* [Exercise instructions]: In the entries below, the word "ProcessOptions" appears on some lines. Copy each of those lines.

[Saved data entries]
== == ==
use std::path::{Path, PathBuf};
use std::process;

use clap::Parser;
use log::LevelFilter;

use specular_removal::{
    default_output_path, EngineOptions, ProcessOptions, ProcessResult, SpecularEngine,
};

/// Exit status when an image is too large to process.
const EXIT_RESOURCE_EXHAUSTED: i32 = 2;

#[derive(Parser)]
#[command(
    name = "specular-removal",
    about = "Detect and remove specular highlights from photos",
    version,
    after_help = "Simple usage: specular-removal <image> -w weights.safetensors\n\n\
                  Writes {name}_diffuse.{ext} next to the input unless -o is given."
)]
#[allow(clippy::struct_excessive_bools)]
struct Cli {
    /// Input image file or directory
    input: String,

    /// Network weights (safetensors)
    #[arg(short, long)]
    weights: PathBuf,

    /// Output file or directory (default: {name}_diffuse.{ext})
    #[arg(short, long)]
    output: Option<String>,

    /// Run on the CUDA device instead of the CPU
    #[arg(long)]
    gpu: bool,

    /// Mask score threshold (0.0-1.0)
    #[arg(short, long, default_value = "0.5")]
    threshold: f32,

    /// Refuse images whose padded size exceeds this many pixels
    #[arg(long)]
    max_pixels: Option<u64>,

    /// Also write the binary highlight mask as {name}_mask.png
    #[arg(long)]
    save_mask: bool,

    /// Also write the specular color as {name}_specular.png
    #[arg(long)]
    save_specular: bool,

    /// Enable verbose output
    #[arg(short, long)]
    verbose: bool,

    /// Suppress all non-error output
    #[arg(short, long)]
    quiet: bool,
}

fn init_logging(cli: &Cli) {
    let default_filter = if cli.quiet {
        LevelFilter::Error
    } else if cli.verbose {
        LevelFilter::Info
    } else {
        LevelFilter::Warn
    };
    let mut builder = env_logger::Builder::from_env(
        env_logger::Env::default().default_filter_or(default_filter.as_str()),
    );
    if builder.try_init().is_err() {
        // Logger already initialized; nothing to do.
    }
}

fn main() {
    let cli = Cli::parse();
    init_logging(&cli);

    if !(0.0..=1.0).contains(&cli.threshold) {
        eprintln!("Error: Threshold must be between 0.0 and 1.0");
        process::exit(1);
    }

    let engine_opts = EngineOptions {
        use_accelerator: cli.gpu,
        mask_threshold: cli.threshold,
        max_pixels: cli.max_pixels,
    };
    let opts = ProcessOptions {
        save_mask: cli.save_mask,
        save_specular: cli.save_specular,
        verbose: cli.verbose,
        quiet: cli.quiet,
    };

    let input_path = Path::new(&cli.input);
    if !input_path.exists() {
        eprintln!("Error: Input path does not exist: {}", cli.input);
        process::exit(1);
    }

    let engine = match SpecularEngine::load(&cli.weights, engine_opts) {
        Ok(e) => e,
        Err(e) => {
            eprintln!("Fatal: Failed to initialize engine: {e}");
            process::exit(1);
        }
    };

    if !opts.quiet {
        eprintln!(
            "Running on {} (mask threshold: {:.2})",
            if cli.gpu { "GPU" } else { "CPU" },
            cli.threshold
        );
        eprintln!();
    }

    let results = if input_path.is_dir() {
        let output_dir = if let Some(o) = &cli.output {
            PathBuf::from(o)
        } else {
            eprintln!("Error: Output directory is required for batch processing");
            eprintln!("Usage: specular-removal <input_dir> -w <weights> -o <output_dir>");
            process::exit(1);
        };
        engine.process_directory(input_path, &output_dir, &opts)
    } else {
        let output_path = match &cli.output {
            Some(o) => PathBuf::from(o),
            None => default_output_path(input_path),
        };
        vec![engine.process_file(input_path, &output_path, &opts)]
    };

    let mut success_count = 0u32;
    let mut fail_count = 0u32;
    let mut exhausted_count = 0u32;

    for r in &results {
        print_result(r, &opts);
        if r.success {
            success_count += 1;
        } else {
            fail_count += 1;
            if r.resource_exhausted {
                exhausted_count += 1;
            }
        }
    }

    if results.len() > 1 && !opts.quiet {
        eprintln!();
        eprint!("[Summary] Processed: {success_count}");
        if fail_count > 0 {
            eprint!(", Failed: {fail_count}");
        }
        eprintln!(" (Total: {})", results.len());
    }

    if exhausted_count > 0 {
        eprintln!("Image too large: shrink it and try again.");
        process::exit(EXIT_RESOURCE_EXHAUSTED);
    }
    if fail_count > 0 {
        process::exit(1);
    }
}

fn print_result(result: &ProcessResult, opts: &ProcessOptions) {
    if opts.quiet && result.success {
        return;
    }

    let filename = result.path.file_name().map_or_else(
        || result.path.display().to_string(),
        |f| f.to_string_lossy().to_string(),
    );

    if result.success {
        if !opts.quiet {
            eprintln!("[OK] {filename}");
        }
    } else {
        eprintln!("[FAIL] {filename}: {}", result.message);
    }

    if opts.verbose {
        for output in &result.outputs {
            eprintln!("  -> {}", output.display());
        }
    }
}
== == ==
* [Result of the task]:
    default_output_path, EngineOptions, ProcessOptions, ProcessResult, SpecularEngine,
    let opts = ProcessOptions {
fn print_result(result: &ProcessResult, opts: &ProcessOptions) {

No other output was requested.